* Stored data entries
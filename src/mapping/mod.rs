//! Mapping of AI-extracted document fields onto schema paths.

mod alias_mapper;
mod catalog;
mod extraction;

pub use alias_mapper::{
    generate_mapping, get_mappable_fields, invert_mapping, normalize_key, AliasMapper,
    FieldAliasMapping,
};
pub use catalog::AliasCatalog;
pub use extraction::{apply_extraction, merge_extraction, merge_extraction_loose};
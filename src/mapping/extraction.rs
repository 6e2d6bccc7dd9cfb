//! Placing document-extraction results into form state.
//!
//! The extraction service returns a flat `key -> value` object whose keys
//! loosely follow the alias catalog. Values are relocated as-is; they are not
//! validated or sanitized here.

use super::alias_mapper::{AliasMapper, FieldAliasMapping};
use crate::path_resolver::set_path;
use log::{debug, info};
use serde_json::{Map, Value};

/// Builds fresh form data from an extraction result.
pub fn apply_extraction(mapping: &FieldAliasMapping, extracted: &Map<String, Value>) -> Value {
    let mut form_data = Value::Object(Map::new());
    merge_extraction(&mut form_data, mapping, extracted);
    form_data
}

/// Writes every mapped extraction value into `form_data`, returning how many
/// fields were written. Keys the mapping does not know and `null` values are
/// skipped.
pub fn merge_extraction(
    form_data: &mut Value,
    mapping: &FieldAliasMapping,
    extracted: &Map<String, Value>,
) -> usize {
    merge_with(form_data, extracted, |key| mapping.path_for(key))
}

/// Like [`merge_extraction`], but also accepts extraction keys spelled as any
/// catalog alias (`prenom`, `date_naissance`).
pub fn merge_extraction_loose(
    form_data: &mut Value,
    mapper: &AliasMapper,
    mapping: &FieldAliasMapping,
    extracted: &Map<String, Value>,
) -> usize {
    merge_with(form_data, extracted, |key| {
        mapping
            .path_for(key)
            .or_else(|| mapper.resolve_key(key).and_then(|canonical| mapping.path_for(canonical)))
    })
}

fn merge_with<'m, F>(form_data: &mut Value, extracted: &Map<String, Value>, resolve: F) -> usize
where
    F: Fn(&str) -> Option<&'m str>,
{
    let mut written = 0;
    for (key, value) in extracted {
        if value.is_null() {
            continue;
        }
        match resolve(key) {
            Some(path) => {
                set_path(form_data, path, value.clone());
                written += 1;
            }
            None => debug!("No form field for extracted key '{}'", key),
        }
    }
    info!(
        "Applied {} of {} extracted values to form data",
        written,
        extracted.len()
    );
    written
}
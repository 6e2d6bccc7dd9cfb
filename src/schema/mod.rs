pub mod types;

// Re-export all types at the schema module level
pub use types::{
    Condition,
    ConditionLogic,
    ConditionOperator,
    Conditional,
    FieldDefinition,
    FieldType,
    FieldValidation,
    FormSchema,
    JoinedDocument,
    LocalizedString,
    Section,
    SchemaError,
    SelectOption,
};
//! Conditional visibility of sections and fields.

mod evaluator;
mod filter;

pub use evaluator::{evaluate, evaluate_all, evaluate_condition, is_visible};
pub use filter::{filter_visible, visible_field_paths, visible_sections, VisibleSection};
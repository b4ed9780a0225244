use crate::components::pico::Button;
use crate::components::pico::ButtonType;
use crate::components::pico::Modal;
use crate::hooks::use_estate_app::use_app_state_mut;
use dioxus::prelude::*;

/// Shows the most recent error until the user dismisses it.
#[component]
pub fn ErrorModal() -> Element {
    let app_state_mut = use_app_state_mut();
    let Some(message) = (app_state_mut.error)() else {
        return rsx! {};
    };

    rsx! {
        Modal {
            title: "Error",
            on_close: move |_| app_state_mut.dismiss_error(),
            p { "{message}" }
            footer {
                Button {
                    button_type: ButtonType::Secondary,
                    on_click: move |_| app_state_mut.dismiss_error(),
                    "OK"
                }
            }
        }
    }
}
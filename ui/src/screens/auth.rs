//=============================================================================
// File: src/screens/auth.rs
//=============================================================================
use dioxus::prelude::*;
use dioxus_logger::tracing::debug;

use crate::components::pico::Button;
use crate::components::pico::ButtonType;
use crate::components::pico::Card;
use crate::components::pico::Input;
use crate::hooks::use_estate_app::use_app_state_mut;
use crate::hooks::use_estate_app::use_estate_app;

#[component]
pub fn AuthScreen() -> Element {
    let estate = use_estate_app();
    let app_state_mut = use_app_state_mut();
    let mut phone = use_signal(String::new);
    let mut robot_checked = use_signal(|| false);

    let hint = (app_state_mut.captcha_hint)();
    let busy = (app_state_mut.loading)();

    let on_submit = {
        let estate = estate.clone();
        move |evt: FormEvent| {
            evt.prevent_default();
            if let Some(transition) = estate.submit_credentials(&phone.read()) {
                spawn(async move {
                    if let Err(cancelled) = transition.await {
                        debug!("{cancelled}");
                    }
                });
            }
        }
    };

    let estate_ok = estate.clone();
    let estate_err = estate.clone();

    rsx! {
        Card {
            h3 { "Sign in" }
            form {
                onsubmit: on_submit,
                Input {
                    label: "Mobile number",
                    name: "phone",
                    input_type: "tel",
                    placeholder: "09xx xxx xxxx",
                    value: phone(),
                    on_input: move |value| phone.set(value),
                }
                fieldset {
                    class: "captcha",
                    label {
                        input {
                            r#type: "checkbox",
                            checked: robot_checked(),
                            onchange: move |evt| {
                                let checked = evt.checked();
                                robot_checked.set(checked);
                                if checked {
                                    estate_ok.on_captcha_success();
                                }
                            },
                        }
                        "I'm not a robot"
                    }
                    if !hint.is_empty() {
                        small { id: "captchaHelp", "{hint}" }
                    }
                    a {
                        href: "#",
                        class: "secondary",
                        onclick: move |evt| {
                            evt.prevent_default();
                            robot_checked.set(false);
                            estate_err.on_captcha_error();
                        },
                        "Captcha not loading?"
                    }
                }
                Button {
                    button_type: ButtonType::Primary,
                    submit: true,
                    disabled: busy,
                    "Continue"
                }
            }
        }
    }
}
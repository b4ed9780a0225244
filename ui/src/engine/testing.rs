//! Recording fakes for the engine's collaborators.

use crate::compat;
use crate::engine::navigation::ViewInitializer;
use crate::engine::presentation::{GeoPoint, MapWidget, MarkerHandle, PresentationSink};
use crate::engine::view::ViewId;
use api::payment_gateway::{GatewayError, PaymentGateway};
use std::cell::{Cell, RefCell};
use std::collections::HashMap;
use std::time::Duration;

#[derive(Debug, Clone, PartialEq, Eq)]
pub enum SinkEvent {
    ShowLoading,
    HideLoading,
    Error(String),
    ActiveView(ViewId),
    CaptchaHint(String),
}

#[derive(Default)]
pub struct RecordingSink {
    events: RefCell<Vec<SinkEvent>>,
}

impl RecordingSink {
    pub fn events(&self) -> Vec<SinkEvent> {
        self.events.borrow().clone()
    }

    pub fn count(&self, event: &SinkEvent) -> usize {
        self.events.borrow().iter().filter(|e| *e == event).count()
    }

    pub fn errors(&self) -> Vec<String> {
        self.events
            .borrow()
            .iter()
            .filter_map(|e| match e {
                SinkEvent::Error(msg) => Some(msg.clone()),
                _ => None,
            })
            .collect()
    }

    /// Whether every `ShowLoading` has been matched by a later `HideLoading`.
    pub fn loading_cleared(&self) -> bool {
        let mut shown = false;
        for e in self.events.borrow().iter() {
            match e {
                SinkEvent::ShowLoading => shown = true,
                SinkEvent::HideLoading => shown = false,
                _ => {}
            }
        }
        !shown
    }

    fn push(&self, event: SinkEvent) {
        self.events.borrow_mut().push(event);
    }
}

impl PresentationSink for RecordingSink {
    fn show_loading(&self) {
        self.push(SinkEvent::ShowLoading);
    }

    fn hide_loading(&self) {
        self.push(SinkEvent::HideLoading);
    }

    fn show_error(&self, message: &str) {
        self.push(SinkEvent::Error(message.to_owned()));
    }

    fn set_active_view(&self, view: ViewId) {
        self.push(SinkEvent::ActiveView(view));
    }

    fn set_captcha_hint(&self, hint: &str) {
        self.push(SinkEvent::CaptchaHint(hint.to_owned()));
    }
}

#[derive(Debug, Clone, PartialEq)]
pub enum MapCall {
    SetView(GeoPoint, u8),
    Place(GeoPoint, String),
    Remove(MarkerHandle),
}

#[derive(Default)]
pub struct RecordingMap {
    calls: RefCell<Vec<MapCall>>,
    next_handle: Cell<u64>,
}

impl RecordingMap {
    pub fn calls(&self) -> Vec<MapCall> {
        self.calls.borrow().clone()
    }

    pub fn placements(&self) -> usize {
        self.calls
            .borrow()
            .iter()
            .filter(|c| matches!(c, MapCall::Place(..)))
            .count()
    }
}

impl MapWidget for RecordingMap {
    fn set_view(&self, point: GeoPoint, zoom: u8) {
        self.calls.borrow_mut().push(MapCall::SetView(point, zoom));
    }

    fn place_marker(&self, point: GeoPoint, label: &str) -> MarkerHandle {
        let handle = MarkerHandle(self.next_handle.get());
        self.next_handle.set(handle.0 + 1);
        self.calls.borrow_mut().push(MapCall::Place(point, label.to_owned()));
        handle
    }

    fn remove_marker(&self, handle: MarkerHandle) {
        self.calls.borrow_mut().push(MapCall::Remove(handle));
    }
}

/// A gateway that answers after `latency` with a fixed outcome.
pub struct FakeGateway {
    outcome: Result<(), GatewayError>,
    latency: Duration,
    charges: RefCell<Vec<i64>>,
}

impl FakeGateway {
    pub fn approving() -> Self {
        Self::answering(Ok(()))
    }

    pub fn declining(reason: &str) -> Self {
        Self::answering(Err(GatewayError::Declined(reason.to_owned())))
    }

    pub fn answering(outcome: Result<(), GatewayError>) -> Self {
        Self {
            outcome,
            latency: Duration::from_millis(100),
            charges: RefCell::new(Vec::new()),
        }
    }

    pub fn with_latency(mut self, latency: Duration) -> Self {
        self.latency = latency;
        self
    }

    pub fn charges(&self) -> Vec<i64> {
        self.charges.borrow().clone()
    }
}

impl PaymentGateway for FakeGateway {
    async fn charge(&self, amount: i64) -> Result<(), GatewayError> {
        self.charges.borrow_mut().push(amount);
        compat::sleep(self.latency).await;
        self.outcome.clone()
    }
}

#[derive(Default)]
pub struct CountingInitializer {
    entries: RefCell<HashMap<ViewId, usize>>,
}

impl CountingInitializer {
    pub fn entries(&self, view: ViewId) -> usize {
        self.entries.borrow().get(&view).copied().unwrap_or(0)
    }
}

impl ViewInitializer for CountingInitializer {
    fn on_enter(&self, view: ViewId) {
        *self.entries.borrow_mut().entry(view).or_default() += 1;
    }
}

* Try it
For each line above that contains the word "PaymentGateway", make a copy.

* Answer space
use api::payment_gateway::{GatewayError, PaymentGateway};
impl PaymentGateway for FakeGateway {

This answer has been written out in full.